THE DATA:
<<<<
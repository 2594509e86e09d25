//! Bytecode interpreter CLI.
//!
//! Loads an encoded program, runs it to HALT or a fault, and prints the
//! final register and flag state.
//!
//! # Usage
//! ```text
//! interpreter <input.bin> [OPTIONS]
//! ```
//!
//! # Options
//! - `--steps <n>`: Step limit before the run is declared stuck
//! - `--trace`: Log every executed instruction in disassembly form

use ilvm::machine::Machine;
use ilvm::utils::log::{set_level, Level};
use ilvm::{error, info};
use std::env;
use std::fs;
use std::process;

const USAGE: &str = "\
IL Interpreter

USAGE:
    {program} <input.bin> [OPTIONS]

ARGS:
    <input.bin>     Encoded program to execute

OPTIONS:
    --steps <n>     Step limit before the run is declared stuck
    --trace         Log every executed instruction
    -h, --help      Print this help message
";

fn print_usage(program: &str) {
    info!("{}", USAGE.replace("{program}", program));
}

fn main() {
    let args: Vec<String> = env::args().collect();

    if args.len() < 2 || args[1] == "--help" || args[1] == "-h" {
        print_usage(&args[0]);
        process::exit(if args.len() < 2 { 1 } else { 0 });
    }

    let input_path = &args[1];
    let mut step_limit: Option<u64> = None;

    let mut i = 2;
    while i < args.len() {
        match args[i].as_str() {
            "--steps" => {
                i += 1;
                if i >= args.len() {
                    error!("--steps requires an argument");
                    process::exit(1);
                }
                step_limit = Some(args[i].parse::<u64>().unwrap_or_else(|_| {
                    error!("invalid step limit: {}", args[i]);
                    process::exit(1);
                }));
                i += 1;
            }
            "--trace" => {
                set_level(Level::Debug);
                i += 1;
            }
            other => {
                error!("unexpected argument: {other}\n");
                print_usage(&args[0]);
                process::exit(1);
            }
        }
    }

    let code = match fs::read(input_path) {
        Ok(code) => code,
        Err(e) => {
            error!("failed to read {input_path}: {e}");
            process::exit(1);
        }
    };

    let mut machine = Machine::new(code);
    if let Some(limit) = step_limit {
        machine.set_step_limit(limit);
    }

    match machine.run() {
        Ok(()) => {
            println!("{machine}");
        }
        Err(e) => {
            error!("execution fault: {e}");
            // The state is left exactly as of the faulting step.
            println!("{machine}");
            process::exit(1);
        }
    }
}
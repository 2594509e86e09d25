//! Derive macro for error types.
//!
//! Generates `std::fmt::Display` and `std::error::Error` implementations.
//! Replacement for the `thiserror` crate, restricted to enums since every
//! error type in this workspace is one.
//!
//! # Usage
//!
//! ```ignore
//! use ilvm_derive::Error;
//!
//! #[derive(Debug, Error)]
//! pub enum MyError {
//!     #[error("not found: {0}")]
//!     NotFound(String),
//!
//!     #[error("invalid value: expected {expected}, got {actual}")]
//!     InvalidValue { expected: u32, actual: u32 },
//!
//!     #[error("unknown error")]
//!     Unknown,
//! }
//! ```

use proc_macro::TokenStream;
use quote::quote;
use syn::{parse_macro_input, Data, DeriveInput, Fields, Lit, Meta};

/// Derives `Display` and `Error` for an enum.
///
/// Each variant must carry an `#[error("...")]` attribute specifying the
/// display message. Tuple fields interpolate as `{0}`, `{1}`; struct fields
/// as `{field_name}`.
pub fn derive_error(input: TokenStream) -> TokenStream {
    let input = parse_macro_input!(input as DeriveInput);

    match expand_error_derive(&input) {
        Ok(tokens) => TokenStream::from(tokens),
        Err(err) => err.to_compile_error().into(),
    }
}

fn expand_error_derive(input: &DeriveInput) -> syn::Result<proc_macro2::TokenStream> {
    let name = &input.ident;
    let (impl_generics, ty_generics, where_clause) = input.generics.split_for_impl();

    let Data::Enum(data_enum) = &input.data else {
        return Err(syn::Error::new_spanned(
            input,
            "Error derive only supports enums",
        ));
    };

    let display_arms = data_enum
        .variants
        .iter()
        .map(|variant| {
            let variant_name = &variant.ident;
            let error_msg = extract_error_message(variant)?;

            let arm = match &variant.fields {
                Fields::Unit => {
                    quote! {
                        Self::#variant_name => write!(f, #error_msg),
                    }
                }
                Fields::Unnamed(fields) => {
                    let field_names: Vec<_> = (0..fields.unnamed.len())
                        .map(|i| quote::format_ident!("f{}", i))
                        .collect();
                    let format_str = convert_positional_to_named(&error_msg, fields.unnamed.len());
                    quote! {
                        Self::#variant_name(#(#field_names),*) => write!(f, #format_str, #(#field_names = #field_names),*),
                    }
                }
                Fields::Named(fields) => {
                    let field_names: Vec<_> = fields.named.iter().map(|f| &f.ident).collect();
                    quote! {
                        Self::#variant_name { #(#field_names),* } => write!(f, #error_msg, #(#field_names = #field_names),*),
                    }
                }
            };

            Ok(arm)
        })
        .collect::<syn::Result<Vec<_>>>()?;

    Ok(quote! {
        impl #impl_generics ::std::fmt::Display for #name #ty_generics #where_clause {
            fn fmt(&self, f: &mut ::std::fmt::Formatter<'_>) -> ::std::fmt::Result {
                match self {
                    #(#display_arms)*
                }
            }
        }

        impl #impl_generics ::std::error::Error for #name #ty_generics #where_clause {}
    })
}

/// Extracts the message from a variant's `#[error("...")]` attribute.
fn extract_error_message(variant: &syn::Variant) -> syn::Result<String> {
    for attr in &variant.attrs {
        if attr.path().is_ident("error") {
            if let Meta::List(meta_list) = &attr.meta {
                let lit = syn::parse2::<Lit>(meta_list.tokens.clone()).map_err(|_| {
                    syn::Error::new_spanned(
                        &attr.meta,
                        "failed to parse #[error] attribute; expected a string literal like #[error(\"invalid opcode: {0}\")]",
                    )
                })?;

                if let Lit::Str(lit_str) = lit {
                    return Ok(lit_str.value());
                }
            }

            return Err(syn::Error::new_spanned(
                &attr.meta,
                "invalid #[error] attribute; use #[error(\"message\")] to describe the error",
            ));
        }
    }

    Err(syn::Error::new_spanned(
        variant,
        format!(
            "missing #[error(\"...\")] attribute on variant `{}`; every error variant must declare a display message",
            variant.ident
        ),
    ))
}

/// Converts positional format args `{0}`, `{1}` to named args `{f0}`, `{f1}`.
fn convert_positional_to_named(format_str: &str, field_count: usize) -> String {
    let mut result = format_str.to_string();
    for i in (0..field_count).rev() {
        let positional = format!("{{{}}}", i);
        let named = format!("{{f{}}}", i);
        result = result.replace(&positional, &named);
    }
    result
}
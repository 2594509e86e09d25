//! Instruction record encoding and decoding.
//!
//! A record is a fixed 2-byte header followed by its operand records with no
//! padding. The header is a little-endian u16 packing:
//!
//! - bits 0-7: mnemonic opcode
//! - bits 8-13: predicate mask
//! - bits 14-15: operand count
//!
//! A record's total size is never stored. [`Code::decode`] recomputes it by
//! walking the operand records from the start of the instruction, which is
//! also the only way to reach operand *k*: operands are not independently
//! addressable.

use crate::errors::VmError;
use crate::il::isa::{Conditions, Mnemonic};
use crate::il::operand::Operand;

/// Encoded size of the instruction header.
pub const CODE_HEADER_SIZE: usize = 2;

/// Maximum operands one record can carry (2-bit count field).
pub const MAX_OPERANDS: usize = 3;

/// Encodes one instruction record.
///
/// Fails with [`VmError::TooManyOperands`] before emitting anything if
/// `operands` exceeds [`MAX_OPERANDS`].
pub fn encode(
    mnemonic: Mnemonic,
    conditions: Conditions,
    operands: &[Operand],
) -> Result<Vec<u8>, VmError> {
    let mut out = Vec::new();
    encode_into(&mut out, mnemonic, conditions, operands)?;
    Ok(out)
}

/// Appends one encoded instruction record to `out`.
pub fn encode_into(
    out: &mut Vec<u8>,
    mnemonic: Mnemonic,
    conditions: Conditions,
    operands: &[Operand],
) -> Result<(), VmError> {
    if operands.len() > MAX_OPERANDS {
        return Err(VmError::TooManyOperands {
            mnemonic: mnemonic.as_str(),
            count: operands.len(),
        });
    }

    let header = mnemonic as u16
        | ((conditions.bits() as u16) << 8)
        | ((operands.len() as u16) << 14);
    out.extend_from_slice(&header.to_le_bytes());

    for operand in operands {
        operand.encode_into(out);
    }
    Ok(())
}

/// A decoded instruction record.
///
/// Decoding walks every operand record once; afterwards the operands and the
/// total size are available without touching the code buffer again, so the
/// interpreter holds no borrow while handlers mutate machine state.
#[derive(Clone, Debug, Eq, PartialEq)]
pub struct Code {
    mnemonic: Mnemonic,
    conditions: Conditions,
    operands: Vec<Operand>,
    size: usize,
}

impl Code {
    /// Decodes the instruction record starting at `offset`.
    ///
    /// Fails with [`VmError::UnexpectedEndOfCode`] if the buffer ends inside
    /// the header, [`VmError::InvalidMnemonic`] if the opcode is outside the
    /// known range (the well-formedness check that runs before dispatch), and
    /// [`VmError::MalformedOperand`] if an operand record is corrupt.
    pub fn decode(bytes: &[u8], offset: usize) -> Result<Self, VmError> {
        let header = offset
            .checked_add(CODE_HEADER_SIZE)
            .and_then(|end| bytes.get(offset..end))
            .ok_or(VmError::UnexpectedEndOfCode {
                offset,
                requested: CODE_HEADER_SIZE,
                available: bytes.len().saturating_sub(offset),
            })?;
        let header = u16::from_le_bytes([header[0], header[1]]);

        let opcode = (header & 0xFF) as u8;
        let mnemonic =
            Mnemonic::try_from(opcode).map_err(|_| VmError::InvalidMnemonic { opcode, offset })?;
        let conditions = Conditions::from_bits(((header >> 8) & 0x3F) as u8);
        let operand_count = (header >> 14) as usize;

        let mut operands = Vec::with_capacity(operand_count);
        let mut cursor = offset + CODE_HEADER_SIZE;
        for _ in 0..operand_count {
            let (operand, consumed) = Operand::decode(bytes, cursor)?;
            operands.push(operand);
            cursor += consumed;
        }

        Ok(Code {
            mnemonic,
            conditions,
            operands,
            size: cursor - offset,
        })
    }

    pub fn mnemonic(&self) -> Mnemonic {
        self.mnemonic
    }

    pub fn conditions(&self) -> Conditions {
        self.conditions
    }

    pub fn operand_count(&self) -> u8 {
        self.operands.len() as u8
    }

    /// Returns operand `index`, failing if the record has fewer operands.
    pub fn operand(&self, index: u8) -> Result<&Operand, VmError> {
        self.operands
            .get(index as usize)
            .ok_or(VmError::OperandIndexOutOfRange {
                index,
                count: self.operands.len() as u8,
            })
    }

    /// Total encoded size: header plus the sum of the operand sizes. A
    /// zero-operand record still occupies the header size.
    pub fn size(&self) -> usize {
        self.size
    }
}

impl std::fmt::Display for Code {
    /// Formats the record in assembly syntax, e.g. `SET(EQ) R0.4, 002a`.
    fn fmt(&self, f: &mut std::fmt::Formatter<'_>) -> std::fmt::Result {
        write!(f, "{}", self.mnemonic.as_str())?;
        if !self.conditions.is_empty() {
            write!(f, "({})", self.conditions)?;
        }
        for (index, operand) in self.operands.iter().enumerate() {
            if index == 0 {
                write!(f, " {operand}")?;
            } else {
                write!(f, ", {operand}")?;
            }
        }
        Ok(())
    }
}
//! Instruction set definitions.
//!
//! The [`for_each_mnemonic!`](crate::for_each_mnemonic) macro holds the
//! canonical mnemonic table and invokes a callback macro for code generation,
//! so decoding, parsing and formatting share a single definition.
//!
//! This module generates:
//! - The [`Mnemonic`] enum with opcode mappings
//! - `TryFrom<u8>` for decoding opcodes
//! - Mnemonic name lookups in both directions
//!
//! It also defines the condition flags ([`Condition`], [`Conditions`]) and
//! the register name table.

use crate::errors::VmError;

/// Invokes a callback macro with the complete mnemonic definition list.
///
/// This macro enables code generation for the instruction set in multiple
/// modules without duplicating the definitions.
#[macro_export]
macro_rules! for_each_mnemonic {
    ($callback:ident) => {
        $callback! {
            /// SET dst, src ; dst = src
            Set = 0x00, "SET",
            /// ADD dst, src ; dst = dst + src
            Add = 0x01, "ADD",
            /// SUB dst, src ; dst = dst - src
            Sub = 0x02, "SUB",
            /// CMP a, b ; sets EQ/NEQ/LT/GT from unsigned comparison
            Cmp = 0x03, "CMP",
            /// LOAD dst, addr ; dst = memory[addr]
            Load = 0x04, "LOAD",
            /// STORE addr, val ; memory[addr] = val
            Store = 0x05, "STORE",
            /// BRANCH target ; ip = ip + target
            Branch = 0x06, "BRANCH",
            /// MUL dst, src ; dst = dst * src
            Mul = 0x07, "MUL",
            /// AND dst, src ; dst = dst & src
            And = 0x08, "AND",
            /// OR dst, src ; dst = dst | src
            Or = 0x09, "OR",
            /// XOR dst, src ; dst = dst ^ src
            Xor = 0x0A, "XOR",
            /// NOT reg ; reg = !reg
            Not = 0x0B, "NOT",
            /// SHIFTR dst, src ; dst = dst >> src
            ShiftR = 0x0C, "SHIFTR",
            /// SHIFTL dst, src ; dst = dst << src
            ShiftL = 0x0D, "SHIFTL",
            /// PUSH src ; sp -= width(src); memory[sp] = src
            Push = 0x0E, "PUSH",
            /// POP dst ; dst = memory[sp]; sp += width(dst)
            Pop = 0x0F, "POP",
            /// CALL target ; push return address; ip = ip + target
            Call = 0x10, "CALL",
            /// RETURN ; pop return address into ip
            Return = 0x11, "RETURN",
            /// HALT ; stop execution
            Halt = 0x12, "HALT",
        }
    };
}

#[macro_export]
macro_rules! define_mnemonics {
    (
        $(
            $(#[$doc:meta])*
            $name:ident = $opcode:literal, $mnemonic:literal
        ),* $(,)?
    ) => {
        /// Operation identifier of an instruction.
        #[derive(Copy, Clone, Debug, Eq, PartialEq)]
        pub enum Mnemonic {
            $(
                $(#[$doc])*
                $name = $opcode,
            )*
        }

        impl TryFrom<u8> for Mnemonic {
            type Error = $crate::errors::VmError;

            fn try_from(value: u8) -> Result<Self, Self::Error> {
                match value {
                    $( $opcode => Ok(Mnemonic::$name), )*
                    _ => Err($crate::errors::VmError::InvalidMnemonic {
                        opcode: value,
                        offset: 0,
                    }),
                }
            }
        }

        impl Mnemonic {
            /// Returns the assembly name for this mnemonic.
            pub const fn as_str(&self) -> &'static str {
                match self {
                    $( Mnemonic::$name => $mnemonic, )*
                }
            }

            /// Looks a mnemonic up by its assembly name (case-sensitive).
            pub fn from_str(name: &str) -> Result<Self, $crate::errors::VmError> {
                match name {
                    $( $mnemonic => Ok(Mnemonic::$name), )*
                    _ => Err($crate::errors::VmError::UnknownMnemonic {
                        name: name.to_string(),
                    }),
                }
            }
        }
    };
}

for_each_mnemonic!(define_mnemonics);

/// A single condition flag bit.
///
/// The five user-visible flags are settable by CMP and usable in predicate
/// masks. NI is interpreter-internal: it controls whether IP auto-advances
/// after a step and never participates in predicate evaluation.
#[repr(u8)]
#[derive(Copy, Clone, Debug, Eq, PartialEq)]
pub enum Condition {
    Eq = 1 << 0,
    Neq = 1 << 1,
    Lt = 1 << 2,
    Gt = 1 << 3,
    Hlt = 1 << 4,
    Ni = 1 << 5,
}

impl Condition {
    /// All flags in bit order, NI included.
    const ALL: [Condition; 6] = [
        Condition::Eq,
        Condition::Neq,
        Condition::Lt,
        Condition::Gt,
        Condition::Hlt,
        Condition::Ni,
    ];

    pub const fn as_str(&self) -> &'static str {
        match self {
            Condition::Eq => "EQ",
            Condition::Neq => "NEQ",
            Condition::Lt => "LT",
            Condition::Gt => "GT",
            Condition::Hlt => "HLT",
            Condition::Ni => "NI",
        }
    }

    /// Looks a user-visible condition up by name. NI is deliberately not
    /// nameable in source.
    pub fn from_str(name: &str) -> Result<Self, VmError> {
        match name {
            "EQ" => Ok(Condition::Eq),
            "NEQ" => Ok(Condition::Neq),
            "LT" => Ok(Condition::Lt),
            "GT" => Ok(Condition::Gt),
            "HLT" => Ok(Condition::Hlt),
            _ => Err(VmError::UnknownCondition {
                name: name.to_string(),
            }),
        }
    }
}

/// A set of condition flags, stored as the low 6 bits of a byte.
///
/// Doubles as the predicate mask of an instruction and the flag state of the
/// machine (the low bits of the CD register).
#[derive(Copy, Clone, Debug, Default, Eq, PartialEq)]
pub struct Conditions(u8);

impl Conditions {
    /// The empty set: an instruction with no predicate always executes.
    pub const NONE: Conditions = Conditions(0);

    /// All six storable bits.
    const FIELD_MASK: u8 = 0b0011_1111;
    /// The five flags visible to predicates and CMP.
    const USER_MASK: u8 = 0b0001_1111;

    /// Builds a set from raw bits, discarding anything past the 6-bit field.
    pub const fn from_bits(bits: u8) -> Self {
        Conditions(bits & Self::FIELD_MASK)
    }

    pub const fn bits(self) -> u8 {
        self.0
    }

    pub const fn is_empty(self) -> bool {
        self.0 == 0
    }

    pub const fn contains(self, condition: Condition) -> bool {
        self.0 & condition as u8 != 0
    }

    /// True if every flag in `other` is also set in `self`.
    pub const fn contains_all(self, other: Conditions) -> bool {
        self.0 & other.0 == other.0
    }

    pub fn insert(&mut self, condition: Condition) {
        self.0 |= condition as u8;
    }

    /// Sets or clears a single flag.
    pub fn toggle(&mut self, condition: Condition, value: bool) {
        if value {
            self.0 |= condition as u8;
        } else {
            self.0 &= !(condition as u8);
        }
    }

    /// The user-visible subset, with NI masked out.
    pub const fn user(self) -> Conditions {
        Conditions(self.0 & Self::USER_MASK)
    }
}

impl std::fmt::Display for Conditions {
    /// Formats set flags dot-joined in bit order, e.g. `EQ.NEQ.HLT`.
    fn fmt(&self, f: &mut std::fmt::Formatter<'_>) -> std::fmt::Result {
        let mut first = true;
        for condition in Condition::ALL {
            if self.contains(condition) {
                if !first {
                    write!(f, ".")?;
                }
                write!(f, "{}", condition.as_str())?;
                first = false;
            }
        }
        Ok(())
    }
}

/// Number of machine registers.
pub const REGISTER_COUNT: usize = 16;

/// Stack pointer register index.
pub const SP: u8 = 13;
/// Instruction pointer register index.
pub const IP: u8 = 14;
/// Condition flags register index.
pub const CD: u8 = 15;

/// Assembly names of the registers, in index order.
pub const REGISTER_NAMES: [&str; REGISTER_COUNT] = [
    "R0", "R1", "R2", "R3", "R4", "R5", "R6", "R7", "R8", "R9", "R10", "R11", "R12", "SP", "IP",
    "CD",
];

/// Looks a register up by name, case-insensitively. Names match exactly; a
/// width suffix must be stripped by the caller first.
pub fn register_from_str(name: &str) -> Option<u8> {
    REGISTER_NAMES
        .iter()
        .position(|reg| reg.eq_ignore_ascii_case(name))
        .map(|id| id as u8)
}

/// True for the operand widths the format can express.
pub const fn is_valid_width(width: u8) -> bool {
    matches!(width, 1 | 2 | 4 | 8)
}
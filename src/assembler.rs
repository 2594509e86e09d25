//! Assembly language parser and two-pass assembler.
//!
//! Converts human-readable IL assembly into the flat encoded byte stream the
//! machine executes.
//!
//! # Syntax
//!
//! ```text
//! @loop                          # location label for the next instruction
//! MNEMONIC(COND1.COND2) op1, op2 # optional comment
//! ```
//!
//! - Mnemonics are uppercase (e.g., `SET`, `BRANCH`)
//! - A predicate is a dot-separated condition list in parentheses directly
//!   after the mnemonic (e.g., `BRANCH(EQ.GT) @done`)
//! - Registers are `R0`-`R12`, `SP`, `IP`, `CD` (case-insensitive), with an
//!   optional `.N` width suffix, N in {1, 2, 4, 8}; default width is 8
//! - Immediates are decimal (optionally negative), `0x` hex or `0b` binary
//!   literals, auto-sized to the smallest of {1, 2, 4, 8} bytes that holds
//!   the value
//! - Location references are written `@name`
//! - Comments start with `#`
//!
//! # Assembly
//!
//! Pass 1 lays every instruction out at its final offset, encoding each
//! location reference as an 8-byte zero immediate and recording a fixup.
//! Pass 2 resolves each fixup by linear scan over the instruction list
//! (first location match wins) and patches the start-relative displacement
//! in place. Displacements are always 8 bytes wide, so relocation can never
//! change the layout pass 1 computed.

use crate::errors::VmError;
use crate::il::code::{self, CODE_HEADER_SIZE};
use crate::il::isa::{register_from_str, Condition, Conditions, Mnemonic, is_valid_width};
use crate::il::operand::{Operand, OPERAND_HEADER_SIZE};
use std::fs;
use std::path::Path;

const COMMENT_CHAR: char = '#';
const LOCATION_PREFIX: char = '@';
const LOCATION_SUFFIX: char = ':';

/// Every location reference is encoded at this fixed width so that patching
/// a resolved displacement never resizes an instruction.
const DISPLACEMENT_WIDTH: u8 = 8;

/// An operand as parsed from source, before encoding.
///
/// `Location` exists only on this side of the assembler: it is replaced by
/// an 8-byte relative displacement during assembly and never reaches the
/// binary form directly.
#[derive(Clone, Debug, Eq, PartialEq)]
pub enum AsmOperand {
    Register { id: u8, width: u8 },
    Immediate { value: u64, width: u8 },
    Location(String),
}

/// One parsed instruction: location label, mnemonic, predicate and operands.
///
/// The location is synthesized from the source line number when no `@label`
/// precedes the instruction.
#[derive(Clone, Debug, Eq, PartialEq)]
pub struct SourceInstruction {
    pub location: String,
    pub mnemonic: Mnemonic,
    pub conditions: Conditions,
    pub operands: Vec<AsmOperand>,
}

/// Parses a register token like `r4`, `SP`, `r0.2`.
///
/// Returns `None` when the token does not start with a register name, so the
/// caller can fall through to immediate parsing.
fn parse_register(token: &str) -> Option<Result<(u8, u8), VmError>> {
    let (name, suffix) = match token.split_once('.') {
        Some((name, suffix)) => (name, Some(suffix)),
        None => (token, None),
    };

    let id = register_from_str(name)?;

    let width = match suffix {
        None => 8,
        Some(suffix) => match suffix.parse::<u8>() {
            Ok(width) if is_valid_width(width) => width,
            Ok(width) => return Some(Err(VmError::InvalidOperandWidth { width })),
            Err(_) => {
                return Some(Err(VmError::InvalidRegister {
                    token: token.to_string(),
                }));
            }
        },
    };

    Some(Ok((id, width)))
}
>>>>
ASSIGNMENT: Repeat exactly the lines of the listing above, from the one with "and prints the" down to the one with "use std::process;"; both of those lines belong in the range.

COMPLETED TASK:
//! Loads an encoded program, runs it to HALT or a fault, and prints the
//! final register and flag state.
//!
//! # Usage
//! ```text
//! interpreter <input.bin> [OPTIONS]
//! ```
//!
//! # Options
//! - `--steps <n>`: Step limit before the run is declared stuck
//! - `--trace`: Log every executed instruction in disassembly form

use ilvm::machine::Machine;
use ilvm::utils::log::{set_level, Level};
use ilvm::{error, info};
use std::env;
use std::fs;
use std::process;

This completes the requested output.